AI is helping reshape the cybersecurity landscape, introducing both challenges and opportunities. GenAI can leave organizations more vulnerable to phishing scams, sophisticated malware and rapidly evolving cyberattacks. At the same time, CISOs are leveraging that same technology for cyber defense, using GenAI for threat detection and response, threat intelligence and malware/phishing detection, according to PwC’s 2025 Digital Trust Insights Survey.

To capitalize on these capabilities, many organizations are turning to managed services providers (MSPs) to help integrate AI-enabled solutions that can provide around-the-clock monitoring and assist in handling emerging threats.
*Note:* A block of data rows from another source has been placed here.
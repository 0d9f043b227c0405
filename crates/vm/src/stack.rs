//! Operand stack with a fixed capacity.
//!
//! The stack grows upward: slot 0 is the bottom, `sp` indexes the topmost
//! occupied slot and is -1 when the stack is empty. All `capacity` slots
//! are allocated up front and never reallocated. The primitives here do
//! not validate anything. The checked dispatch loop validates with
//! [`OperandStack::has`] and [`OperandStack::has_room`] before calling
//! them; the threaded loop relies on slice bounds checks alone, so a
//! malformed program panics there instead of faulting.

/// Fixed-capacity operand stack.
#[derive(Debug, Clone)]
pub struct OperandStack {
    slots: Box<[i32]>,
    depth: usize,
}

impl OperandStack {
    /// Allocate a stack that can hold `capacity` values.
    pub fn with_capacity(capacity: usize) -> Self {
        Self {
            slots: vec![0; capacity].into_boxed_slice(),
            depth: 0,
        }
    }

    /// Configured capacity.
    pub fn capacity(&self) -> usize {
        self.slots.len()
    }

    /// Number of occupied slots.
    pub fn depth(&self) -> usize {
        self.depth
    }

    /// Stack pointer: index of the top slot, -1 when empty.
    pub fn sp(&self) -> isize {
        self.depth as isize - 1
    }

    /// Occupied slots, bottom to top.
    pub fn as_slice(&self) -> &[i32] {
        &self.slots[..self.depth]
    }

    /// True if at least `n` slots are occupied.
    pub fn has(&self, n: usize) -> bool {
        self.depth >= n
    }

    /// True if `n` more values fit under the capacity.
    pub fn has_room(&self, n: usize) -> bool {
        self.slots.len() - self.depth >= n
    }

    /// Push onto the next free slot. Panics when the stack is full.
    pub(crate) fn push(&mut self, value: i32) {
        self.slots[self.depth] = value;
        self.depth += 1;
    }

    /// Remove and return the top value. Panics on an empty stack.
    pub(crate) fn pop(&mut self) -> i32 {
        let top = self.depth.wrapping_sub(1);
        let value = self.slots[top];
        self.depth = top;
        value
    }

    /// Value at absolute slot `index`. Panics if the slot is not occupied.
    pub(crate) fn get(&self, index: usize) -> i32 {
        self.as_slice()[index]
    }

    /// Overwrite absolute slot `index`. Panics if the slot is not occupied.
    pub(crate) fn set(&mut self, index: usize, value: i32) {
        self.slots[..self.depth][index] = value;
    }

    /// Shrink to `depth` occupied slots. Never grows the stack.
    pub(crate) fn truncate(&mut self, depth: usize) {
        self.depth = self.depth.min(depth);
    }

    /// Drop `n` values from the top, stopping at empty.
    pub(crate) fn discard(&mut self, n: usize) {
        self.depth = self.depth.saturating_sub(n);
    }

    pub(crate) fn into_vec(self) -> Vec<i32> {
        self.as_slice().to_vec()
    }
}
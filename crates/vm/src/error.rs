//! Runtime faults for the stackvm engine.
//!
//! There is a single error type. A fault names its cause and carries the
//! register values at the faulting instruction. Faults are unrecoverable:
//! the engine stops at the first one.

use std::fmt;

use thiserror::Error;

/// Cause of a [`RuntimeFault`].
#[derive(Debug, Clone, Copy, PartialEq, Eq, Hash)]
pub enum FaultKind {
    /// The opcode reads more values than the stack holds.
    StackUnderflow,
    /// A push would exceed the configured stack capacity.
    StackOverflow,
    /// An operand slot, branch target, call target or return address lies
    /// outside the code array.
    CodeOutOfRange,
    /// The word at the instruction pointer is not in the instruction table.
    InvalidOpcode(i32),
    /// A `load`/`store` address is outside the live stack, or `ret` found no
    /// valid frame.
    FrameOutOfRange,
    /// A `gload`/`gstore` index is outside the global store.
    GlobalOutOfRange,
    /// The output writer failed during `print` or tracing.
    OutputFailed,
}

impl FaultKind {
    /// Short machine-readable cause name.
    pub fn name(&self) -> &'static str {
        match self {
            FaultKind::StackUnderflow => "stack_underflow",
            FaultKind::StackOverflow => "stack_overflow",
            FaultKind::CodeOutOfRange => "code_out_of_range",
            FaultKind::InvalidOpcode(_) => "invalid_opcode",
            FaultKind::FrameOutOfRange => "frame_out_of_range",
            FaultKind::GlobalOutOfRange => "global_out_of_range",
            FaultKind::OutputFailed => "output_failed",
        }
    }
}

impl fmt::Display for FaultKind {
    fn fmt(&self, f: &mut fmt::Formatter<'_>) -> fmt::Result {
        match self {
            FaultKind::InvalidOpcode(word) => write!(f, "{} {word}", self.name()),
            _ => f.write_str(self.name()),
        }
    }
}

/// Register snapshot. `sp` and `fp` use -1 for "empty" and "no frame".
#[derive(Debug, Clone, Copy, PartialEq, Eq)]
pub struct Registers {
    /// Address of the instruction being executed.
    pub ip: usize,
    /// Index of the topmost occupied stack slot.
    pub sp: isize,
    /// Frame pointer: the active call's return-address slot.
    pub fp: isize,
}

impl fmt::Display for Registers {
    fn fmt(&self, f: &mut fmt::Formatter<'_>) -> fmt::Result {
        write!(f, "ip={} sp={} fp={}", self.ip, self.sp, self.fp)
    }
}

/// The only error the engine raises.
#[derive(Debug, Clone, Copy, PartialEq, Eq, Error)]
#[error("{kind} at {registers}")]
pub struct RuntimeFault {
    pub kind: FaultKind,
    pub registers: Registers,
}
//! Precondition checks used by the checked dispatch loop.
//!
//! Every check runs before the instruction mutates anything, so a fault
//! leaves the machine exactly as it was when the instruction started.

use crate::error::{FaultKind, RuntimeFault};
use crate::machine::Machine;

impl Machine<'_> {
    /// Require `n` occupied stack slots.
    pub(crate) fn need(&self, n: usize) -> Result<(), RuntimeFault> {
        if self.stack.has(n) {
            Ok(())
        } else {
            Err(self.fault(FaultKind::StackUnderflow))
        }
    }

    /// Require room for `n` more stack values.
    pub(crate) fn room(&self, n: usize) -> Result<(), RuntimeFault> {
        if self.stack.has_room(n) {
            Ok(())
        } else {
            Err(self.fault(FaultKind::StackOverflow))
        }
    }

    /// Read operand `k` of the current instruction.
    pub(crate) fn operand(&self, k: usize) -> Result<i32, RuntimeFault> {
        self.code
            .get(self.at + 1 + k)
            .copied()
            .ok_or_else(|| self.fault(FaultKind::CodeOutOfRange))
    }

    /// Read operand `k` as a code address inside `[0, length)`.
    pub(crate) fn code_target(&self, k: usize) -> Result<usize, RuntimeFault> {
        let target = self.operand(k)?;
        usize::try_from(target)
            .ok()
            .filter(|&t| t < self.code.len())
            .ok_or_else(|| self.fault(FaultKind::CodeOutOfRange))
    }

    /// Read operand `k` as an index into the global store.
    pub(crate) fn global_index(&self, k: usize) -> Result<usize, RuntimeFault> {
        let index = self.operand(k)?;
        usize::try_from(index)
            .ok()
            .filter(|&i| i < self.globals.len())
            .ok_or_else(|| self.fault(FaultKind::GlobalOutOfRange))
    }

    /// Resolve `fp + offset` to a slot among the lowest `live` occupied slots.
    pub(crate) fn frame_slot(&self, offset: i32, live: usize) -> Result<usize, RuntimeFault> {
        let address = self.fp_value() + offset as isize;
        usize::try_from(address)
            .ok()
            .filter(|&a| a < live)
            .ok_or_else(|| self.fault(FaultKind::FrameOutOfRange))
    }

    /// Validate a call passing `nargs` arguments.
    pub(crate) fn check_call(&self, nargs: i32) -> Result<(), RuntimeFault> {
        let nargs = usize::try_from(nargs).map_err(|_| self.fault(FaultKind::StackUnderflow))?;
        self.need(nargs)?;
        // argument count, saved frame pointer, return address
        self.room(3)
    }

    /// Validate that `ret` will find a well-formed frame beneath the
    /// return value.
    pub(crate) fn check_ret(&self) -> Result<(), RuntimeFault> {
        let fp = self.fp.ok_or_else(|| self.fault(FaultKind::FrameOutOfRange))?;
        if fp < 2 {
            return Err(self.fault(FaultKind::FrameOutOfRange));
        }
        // The return value must sit above the return-address slot.
        if !self.stack.has(fp + 2) {
            return Err(self.fault(FaultKind::StackUnderflow));
        }

        let return_to = self.stack.get(fp);
        if usize::try_from(return_to).map_or(true, |r| r > self.code.len()) {
            return Err(self.fault(FaultKind::CodeOutOfRange));
        }

        let args_top = fp - 2;
        let saved_fp = self.stack.get(fp - 1);
        if saved_fp < -1 || saved_fp as isize >= args_top as isize {
            return Err(self.fault(FaultKind::FrameOutOfRange));
        }

        let nargs = self.stack.get(args_top);
        if usize::try_from(nargs).map_or(true, |n| n > args_top) {
            return Err(self.fault(FaultKind::StackUnderflow));
        }
        Ok(())
    }
}
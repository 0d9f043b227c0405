//! Decode errors for stackvm code arrays.

use thiserror::Error;

/// Errors that occur while decoding code words or binary program files.
#[derive(Debug, Clone, PartialEq, Eq, Error)]
pub enum DecodeError {
    /// The word is not in the instruction table.
    #[error("invalid opcode: {0}")]
    InvalidOpcode(i32),

    /// The opcode at `at` declares more operands than the code array holds.
    #[error("{mnemonic} at {at} needs {expected} operand(s), only {available} left")]
    TruncatedInstruction {
        at: usize,
        mnemonic: &'static str,
        expected: usize,
        available: usize,
    },

    /// An instruction was requested at an address past the end of the code.
    #[error("address {at} is past the end of the code ({len} words)")]
    AddressOutOfRange { at: usize, len: usize },

    /// Byte stream length is not a multiple of 4.
    #[error("invalid byte stream length: {0} (must be multiple of 4)")]
    InvalidLength(usize),
}
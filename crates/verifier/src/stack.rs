//! Stack depth pass: abstract stack depth at every reachable boundary.
//!
//! Code reachable from the entry point is walked with an empty stack and
//! no frame. Every call target is walked again as a callee, where depth
//! counts the slots above the frame's return-address slot and the
//! arguments sit below it. Each path must agree on the depth at a shared
//! boundary, never pop what it did not push, keep `load`/`store` inside
//! its frame, and only `ret` inside a callee.
//!
//! The peak depth of each walk gives a static bound on the whole stack
//! when the call graph has no cycles.

use std::collections::{BTreeMap, VecDeque};

use crate::error::VerifyError;
use crate::structural::Layout;
use stackvm_common::{Instruction, Opcode};

/// Slots `call` pushes above the arguments.
const FRAME_SLOTS: usize = 3;

/// Frame a walk runs in.
#[derive(Debug, Clone, Copy, PartialEq, Eq)]
enum Context {
    /// Reached from the entry point: no frame, fp = -1.
    Entry,
    /// Entered by `call` with at least `args` arguments.
    Callee { args: usize },
}

/// What one walk learned.
#[derive(Debug, Default)]
struct Walk {
    peak: usize,
    /// Depth before each reachable `call`, with its target.
    calls: Vec<(usize, usize)>,
}

/// Run the stack depth pass.
///
/// Returns the static bound on stack depth (`None` when calls recurse)
/// and any errors found.
pub fn check_stack(layout: &Layout, start_ip: usize) -> (Option<usize>, Vec<VerifyError>) {
    let mut errors = Vec::new();

    // Fewest arguments any call site passes to each target.
    let mut callees: BTreeMap<usize, usize> = BTreeMap::new();
    for &(_, instr) in &layout.instructions {
        if instr.opcode != Opcode::Call {
            continue;
        }
        let (Some(target), Ok(nargs)) = (
            branch_target(layout, &instr),
            usize::try_from(instr.operands()[1]),
        ) else {
            continue;
        };
        callees
            .entry(target)
            .and_modify(|args| *args = (*args).min(nargs))
            .or_insert(nargs);
    }

    let entry = layout
        .is_boundary(start_ip)
        .then(|| walk(layout, start_ip, Context::Entry, &mut errors));
    let walks: BTreeMap<usize, Walk> = callees
        .iter()
        .map(|(&target, &args)| {
            let callee = walk(layout, target, Context::Callee { args }, &mut errors);
            (target, callee)
        })
        .collect();

    let max_depth = match &entry {
        Some(entry) => bound(entry, &walks, &mut Vec::new(), &mut BTreeMap::new()),
        None => Some(0),
    };
    (max_depth, errors)
}

fn walk(layout: &Layout, start: usize, context: Context, errors: &mut Vec<VerifyError>) -> Walk {
    let mut result = Walk::default();
    let mut depths = BTreeMap::from([(start, 0usize)]);
    let mut pending = VecDeque::from([start]);

    while let Some(at) = pending.pop_front() {
        let (Some(instr), Some(&depth)) = (layout.instruction_at(at), depths.get(&at)) else {
            continue;
        };
        let after = match step(at, &instr, depth, context) {
            Ok(after) => after,
            Err(error) => {
                report(errors, error);
                continue;
            }
        };

        result.peak = result.peak.max(after);
        if instr.opcode == Opcode::Call {
            if let Some(target) = branch_target(layout, &instr) {
                result.calls.push((depth, target));
            }
        }

        for next in successors(layout, at, &instr) {
            match depths.get(&next) {
                None => {
                    depths.insert(next, after);
                    pending.push_back(next);
                }
                Some(&expected) if expected != after => report(
                    errors,
                    VerifyError::StackMismatch {
                        at: next,
                        expected,
                        found: after,
                    },
                ),
                Some(_) => {}
            }
        }
    }
    result
}

/// Depth after `instr` executes at `depth`.
fn step(
    at: usize,
    instr: &Instruction,
    depth: usize,
    context: Context,
) -> Result<usize, VerifyError> {
    let (pops, pushes) = match instr.opcode {
        Opcode::Noop | Opcode::Br | Opcode::Halt => (0, 0),
        Opcode::Iadd | Opcode::Isub | Opcode::Imul | Opcode::Ilt | Opcode::Ieq => (2, 1),
        Opcode::Brt | Opcode::Brf | Opcode::Gstore | Opcode::Print | Opcode::Pop => (1, 0),
        Opcode::Iconst | Opcode::Gload | Opcode::Load => (0, 1),
        Opcode::Store => (1, 0),
        Opcode::Ret => {
            if context == Context::Entry {
                return Err(VerifyError::RetOutsideCall { at });
            }
            (1, 0)
        }
        // Negative counts are reported by the targets pass.
        Opcode::Call => (usize::try_from(instr.operands()[1]).unwrap_or(0), 1),
    };

    if depth < pops {
        return Err(VerifyError::StackUnderflow {
            at,
            mnemonic: instr.opcode.mnemonic(),
            needed: pops,
            depth,
        });
    }

    if matches!(instr.opcode, Opcode::Load | Opcode::Store) {
        let offset = instr.operands()[0];
        if !frame_access(instr.opcode, offset, depth, context) {
            return Err(VerifyError::FrameOutOfRange {
                at,
                mnemonic: instr.opcode.mnemonic(),
                offset,
            });
        }
    }

    Ok(depth - pops + pushes)
}

/// Whether `fp + offset` names a slot the instruction may touch.
///
/// Without a frame fp is -1, so offsets 1..=depth reach the stack. In a
/// callee, offsets above 0 are locals and offsets from -3 down are the
/// arguments. `load` may also read the frame's own bookkeeping; `store`
/// may not overwrite it, and never targets the value it pops.
fn frame_access(opcode: Opcode, offset: i32, depth: usize, context: Context) -> bool {
    let offset = i64::from(offset);
    let depth = depth as i64;
    let live = if opcode == Opcode::Store { depth - 1 } else { depth };

    match context {
        Context::Entry => (1..=live).contains(&offset),
        Context::Callee { args } => {
            let lowest = -(FRAME_SLOTS as i64 - 1) - args as i64;
            let top_of_frame = if opcode == Opcode::Store { -(FRAME_SLOTS as i64) } else { 0 };
            (lowest..=top_of_frame).contains(&offset) || (1..=live).contains(&offset)
        }
    }
}

/// A branch or call target that lands on an instruction boundary.
fn branch_target(layout: &Layout, instr: &Instruction) -> Option<usize> {
    instr
        .target()
        .and_then(|target| usize::try_from(target).ok())
        .filter(|&target| layout.is_boundary(target))
}

/// Addresses control can reach next within the same frame.
fn successors(layout: &Layout, at: usize, instr: &Instruction) -> Vec<usize> {
    let next = at + instr.width();
    let fallthrough = layout.is_boundary(next).then_some(next);
    match instr.opcode {
        Opcode::Halt | Opcode::Ret => Vec::new(),
        Opcode::Br => branch_target(layout, instr).into_iter().collect(),
        Opcode::Brt | Opcode::Brf => branch_target(layout, instr)
            .into_iter()
            .chain(fallthrough)
            .collect(),
        _ => fallthrough.into_iter().collect(),
    }
}

/// Deepest stack a walk can reach, following its calls.
fn bound(
    walk: &Walk,
    walks: &BTreeMap<usize, Walk>,
    active: &mut Vec<usize>,
    known: &mut BTreeMap<usize, Option<usize>>,
) -> Option<usize> {
    let mut deepest = walk.peak;
    for &(depth, target) in &walk.calls {
        let callee = callee_bound(target, walks, active, known)?;
        deepest = deepest.max(depth + FRAME_SLOTS + callee);
    }
    Some(deepest)
}

fn callee_bound(
    target: usize,
    walks: &BTreeMap<usize, Walk>,
    active: &mut Vec<usize>,
    known: &mut BTreeMap<usize, Option<usize>>,
) -> Option<usize> {
    if let Some(&result) = known.get(&target) {
        return result;
    }
    // A target already being bounded means the calls recurse.
    if active.contains(&target) {
        return None;
    }
    let walk = walks.get(&target)?;
    active.push(target);
    let result = bound(walk, walks, active, known);
    active.pop();
    known.insert(target, result);
    result
}

fn report(errors: &mut Vec<VerifyError>, error: VerifyError) {
    if !errors.contains(&error) {
        errors.push(error);
    }
}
Choosing your AI strategy for success

CISOs have several options for integrating AI into their cybersecurity strategies: Running operations in-house, engaging managed services or opting for a hybrid approach. The choice depends on your goals, resources and risk tolerance.

  • In-house operations: Enhancing your cyber defenses with AI developed in-house can give you control, helping you to align AI implementations with your specific needs and tailor solutions to your infrastructure. It does, however, require significant investment in AI talent, ongoing training and continuous system upgrades to help keep pace with evolving threats, potentially raising operational costs.
  • Managed services: These third-party providers can offer access to a broader talent pool, advanced technologies and scalable solutions that can be difficult and expensive to build internally. It can also give you the benefit of economies of scale and the ability to apply industry leading practices proven effective across multiple organizations. MSPs offer 24/7 monitoring as well as help in fulfilling compliance and adapting to new threats. These services can help reduce your in-house burden, but it’s also essential to select the right provider.
  • Hybrid approach: This model combines your in-house AI capabilities with external MSP experience for specialized tasks, helping organizations to scale operations, address talent gaps and fill specific needs like threat intelligence. Effective management and coordination between teams are important to help avoid inefficiencies and security gaps.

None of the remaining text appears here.